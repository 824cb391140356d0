use crate::error::ParamError;
use crate::schema::ValidatorCache;
use jsonschema::Validator;
use serde_json::{Map, Value};
use std::fmt;
use std::sync::Arc;
use tracing::debug;

/// Result of running a candidate mapping through a validation capability.
#[derive(Debug, Clone, PartialEq, serde::Serialize)]
pub struct ValidationOutcome {
    /// Whether the candidate satisfied the contract
    pub success: bool,
    /// Field-level failure detail, present iff `success` is false:
    /// dotted instance path to list of messages
    pub errors: Option<Map<String, Value>>,
    /// Coerced candidate, meaningful iff `success` is true
    pub output: Map<String, Value>,
}

impl ValidationOutcome {
    pub fn passed(output: Map<String, Value>) -> Self {
        ValidationOutcome {
            success: true,
            errors: None,
            output,
        }
    }

    pub fn failed(errors: Map<String, Value>) -> Self {
        ValidationOutcome {
            success: false,
            errors: Some(errors),
            output: Map::new(),
        }
    }
}

/// Narrow capability interface over a schema-validation engine.
///
/// The parsers assume nothing about the engine beyond this contract, so any
/// conforming validation library can be substituted via
/// [`crate::SchemaSpec::Capability`].
pub trait SchemaValidator: Send + Sync {
    fn validate(&self, candidate: &Map<String, Value>) -> ValidationOutcome;
}

/// Bundled [`SchemaValidator`] backed by the `jsonschema` crate.
///
/// Before validating, string raw values are coerced per the schema's declared
/// property types (`"5"` becomes integer 5 for an `integer` property,
/// comma-separated strings become typed arrays for `array` properties), so
/// query-string input can satisfy typed contracts. Validation failures are
/// collected into a mapping from dotted instance path to messages.
pub struct JsonSchemaEngine {
    schema: Value,
    validator: Arc<Validator>,
    root_label: String,
}

// Manual impl: the compiled `Validator` has no `Debug`
impl fmt::Debug for JsonSchemaEngine {
    fn fmt(&self, f: &mut fmt::Formatter<'_>) -> fmt::Result {
        f.debug_struct("JsonSchemaEngine")
            .field("schema", &self.schema)
            .field("root_label", &self.root_label)
            .finish_non_exhaustive()
    }
}

impl JsonSchemaEngine {
    /// Compile `schema` against the process-wide validator cache.
    ///
    /// Fails with [`ParamError::InternalArgument`] when the document is not
    /// a JSON object or boolean, or does not compile. Both are server
    /// misconfiguration, never a client fault.
    pub fn new(schema: Value) -> Result<Self, ParamError> {
        Self::with_cache(schema, ValidatorCache::global())
    }

    /// Compile `schema` against a caller-supplied cache.
    pub fn with_cache(schema: Value, cache: &ValidatorCache) -> Result<Self, ParamError> {
        if !schema.is_object() && !schema.is_boolean() {
            return Err(ParamError::internal(format!(
                "schema must be a JSON object or boolean, got: {}",
                schema
            )));
        }
        let validator = cache.get_or_compile(&schema).ok_or_else(|| {
            ParamError::internal("declared schema document failed to compile")
        })?;
        Ok(Self {
            schema,
            validator,
            root_label: "body".to_string(),
        })
    }

    /// Label used for root-level validation errors (defaults to `"body"`).
    #[must_use]
    pub fn with_root_label(mut self, label: impl Into<String>) -> Self {
        self.root_label = label.into();
        self
    }

    fn property_schema(&self, key: &str) -> Option<&Value> {
        self.schema.get("properties").and_then(|p| p.get(key))
    }
}

impl SchemaValidator for JsonSchemaEngine {
    fn validate(&self, candidate: &Map<String, Value>) -> ValidationOutcome {
        let coerced: Map<String, Value> = candidate
            .iter()
            .map(|(k, v)| (k.clone(), coerce_value(v, self.property_schema(k))))
            .collect();
        let instance = Value::Object(coerced);

        let mut errors: Map<String, Value> = Map::new();
        for err in self.validator.iter_errors(&instance) {
            let key = dotted_path(&err.instance_path().to_string(), &self.root_label);
            let messages = errors
                .entry(key)
                .or_insert_with(|| Value::Array(Vec::new()));
            if let Value::Array(list) = messages {
                list.push(Value::String(err.to_string()));
            }
        }

        let coerced = match instance {
            Value::Object(map) => map,
            _ => Map::new(),
        };

        if errors.is_empty() {
            ValidationOutcome::passed(coerced)
        } else {
            debug!(error_count = errors.len(), "schema validation failed");
            ValidationOutcome::failed(errors)
        }
    }
}

/// Convert a JSON-pointer instance path to the dotted form used in error
/// details: `/a/0/b` becomes `a.0.b`, the root pointer becomes `root_label`.
fn dotted_path(pointer: &str, root_label: &str) -> String {
    let trimmed = pointer.trim_start_matches('/');
    if trimmed.is_empty() {
        root_label.to_string()
    } else {
        trimmed.replace('/', ".")
    }
}

/// Coerce a raw value toward the type its property schema declares.
///
/// Only strings are rewritten; values that already carry a JSON type are
/// passed through, and strings that fail to parse are left as strings for
/// the validator to reject with a precise message.
fn coerce_value(value: &Value, schema: Option<&Value>) -> Value {
    let raw = match value {
        Value::String(s) => s,
        other => return other.clone(),
    };
    let Some(ty) = schema.and_then(|s| s.get("type").and_then(Value::as_str)) else {
        return value.clone();
    };
    match ty {
        "array" => {
            let items_schema = schema.and_then(|s| s.get("items"));
            let parts = raw
                .split(',')
                .filter(|s| !s.is_empty())
                .map(|p| coerce_primitive(p.trim(), items_schema))
                .collect();
            Value::Array(parts)
        }
        _ => coerce_primitive(raw, schema),
    }
}

fn coerce_primitive(raw: &str, schema: Option<&Value>) -> Value {
    match schema.and_then(|s| s.get("type").and_then(Value::as_str)) {
        Some("integer") => raw
            .parse::<i64>()
            .map(Value::from)
            .unwrap_or_else(|_| Value::String(raw.to_string())),
        Some("number") => raw
            .parse::<f64>()
            .map(Value::from)
            .unwrap_or_else(|_| Value::String(raw.to_string())),
        Some("boolean") => raw
            .parse::<bool>()
            .map(Value::from)
            .unwrap_or_else(|_| Value::String(raw.to_string())),
        _ => Value::String(raw.to_string()),
    }
}
use crate::error::ParamError;
use crate::parser::{parse_body, parse_fieldsets, parse_filter, parse_query, FieldVec};
use crate::request::RawRequest;
use crate::spec::ParamsSpec;
use once_cell::unsync::OnceCell;
use serde_json::{Map, Value};
use std::collections::BTreeMap;
use std::sync::Arc;
use tracing::{debug, error};

/// Per-request parameter facade.
///
/// Orchestrates the four parsers against one inbound request. Each accessor
/// parses lazily on first call and memoizes the outcome for the lifetime of
/// the request: a second call after success returns the cached mapping
/// without re-running validation, a second call after failure re-raises the
/// same error deterministically. The four groups are independent; a failure
/// in one never blocks another.
///
/// The contract is shared read-only (`Arc`), so concurrent requests against
/// the same endpoint need no locking: the only mutable state is this
/// per-request memo, which a single logical flow owns.
///
/// # Example
///
/// ```rust
/// use http::Method;
/// use paramgate::{FieldSpec, ParamsSpec, ParsedRequest, RequestParams};
/// use std::sync::Arc;
///
/// let spec = Arc::new(
///     ParamsSpec::builder()
///         .fieldset("posts", FieldSpec::enumerated(["title", "body"]))
///         .build(),
/// );
/// let request = ParsedRequest::new::<_, &str, &str>(
///     Method::GET,
///     "/posts?fields[posts]=title",
///     [],
///     None,
/// );
///
/// let params = RequestParams::new(request, spec);
/// let fieldsets = params.fieldsets_params().unwrap();
/// assert_eq!(fieldsets["posts"].as_slice(), ["title".to_string()].as_slice());
/// ```
pub struct RequestParams<R: RawRequest> {
    request: R,
    spec: Arc<ParamsSpec>,
    fieldsets: OnceCell<Result<BTreeMap<String, FieldVec>, ParamError>>,
    body: OnceCell<Result<Map<String, Value>, ParamError>>,
    filter: OnceCell<Result<Map<String, Value>, ParamError>>,
    query: OnceCell<Result<Map<String, Value>, ParamError>>,
}

impl<R: RawRequest> RequestParams<R> {
    pub fn new(request: R, spec: Arc<ParamsSpec>) -> Self {
        Self {
            request,
            spec,
            fieldsets: OnceCell::new(),
            body: OnceCell::new(),
            filter: OnceCell::new(),
            query: OnceCell::new(),
        }
    }

    /// The contract this request is being parsed against.
    #[must_use]
    pub fn spec(&self) -> &ParamsSpec {
        &self.spec
    }

    /// The underlying request view.
    pub fn request(&self) -> &R {
        &self.request
    }

    /// Sparse fieldsets: type name to ordered value sequence.
    pub fn fieldsets_params(&self) -> Result<&BTreeMap<String, FieldVec>, ParamError> {
        let outcome = self.fieldsets.get_or_init(|| {
            let spec = self.spec.fieldsets.as_ref().ok_or_else(|| {
                ParamError::internal("no fieldsets contract declared for this endpoint")
            })?;
            let raw = self.request.query_params().and_then(|q| q.get("fields"));
            parse_fieldsets(raw, spec)
        });
        report("fieldsets", outcome)
    }

    /// Validated, schema-coerced body attributes.
    pub fn body_params(&self) -> Result<&Map<String, Value>, ParamError> {
        let outcome = self.body.get_or_init(|| {
            let spec = self.spec.body.as_ref().ok_or_else(|| {
                ParamError::internal("no body contract declared for this endpoint")
            })?;
            parse_body(self.request.raw_body(), spec)
        });
        report("body", outcome)
    }

    /// Validated filter parameters with server defaults merged in.
    pub fn filter_params(&self) -> Result<&Map<String, Value>, ParamError> {
        let outcome = self.filter.get_or_init(|| {
            let spec = self.spec.filter.as_ref().ok_or_else(|| {
                ParamError::internal("no filter contract declared for this endpoint")
            })?;
            parse_filter(self.request.query_params(), spec)
        });
        report("filter", outcome)
    }

    /// Validated non-reserved top-level query parameters.
    pub fn query_params(&self) -> Result<&Map<String, Value>, ParamError> {
        let outcome = self.query.get_or_init(|| {
            let spec = self.spec.query.as_ref().ok_or_else(|| {
                ParamError::internal("no query contract declared for this endpoint")
            })?;
            parse_query(self.request.query_params(), spec)
        });
        report("query", outcome)
    }
}

/// Log the memoized outcome and convert it to a borrow-or-cloned-error form.
fn report<'a, T>(group: &str, outcome: &'a Result<T, ParamError>) -> Result<&'a T, ParamError> {
    match outcome {
        Ok(value) => {
            debug!(group = group, "parameter group available");
            Ok(value)
        }
        Err(e @ ParamError::InternalArgument { .. }) => {
            error!(group = group, error = %e, "server-side parameter misconfiguration");
            Err(e.clone())
        }
        Err(e) => {
            debug!(group = group, error = %e, "parameter group rejected");
            Err(e.clone())
        }
    }
}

********

Action item:
In the entries above, find each line with the word "endpoint" and show it.

Problem solution:
/// the same endpoint need no locking: the only mutable state is this
                ParamError::internal("no fieldsets contract declared for this endpoint")
                ParamError::internal("no body contract declared for this endpoint")
                ParamError::internal("no filter contract declared for this endpoint")
                ParamError::internal("no query contract declared for this endpoint")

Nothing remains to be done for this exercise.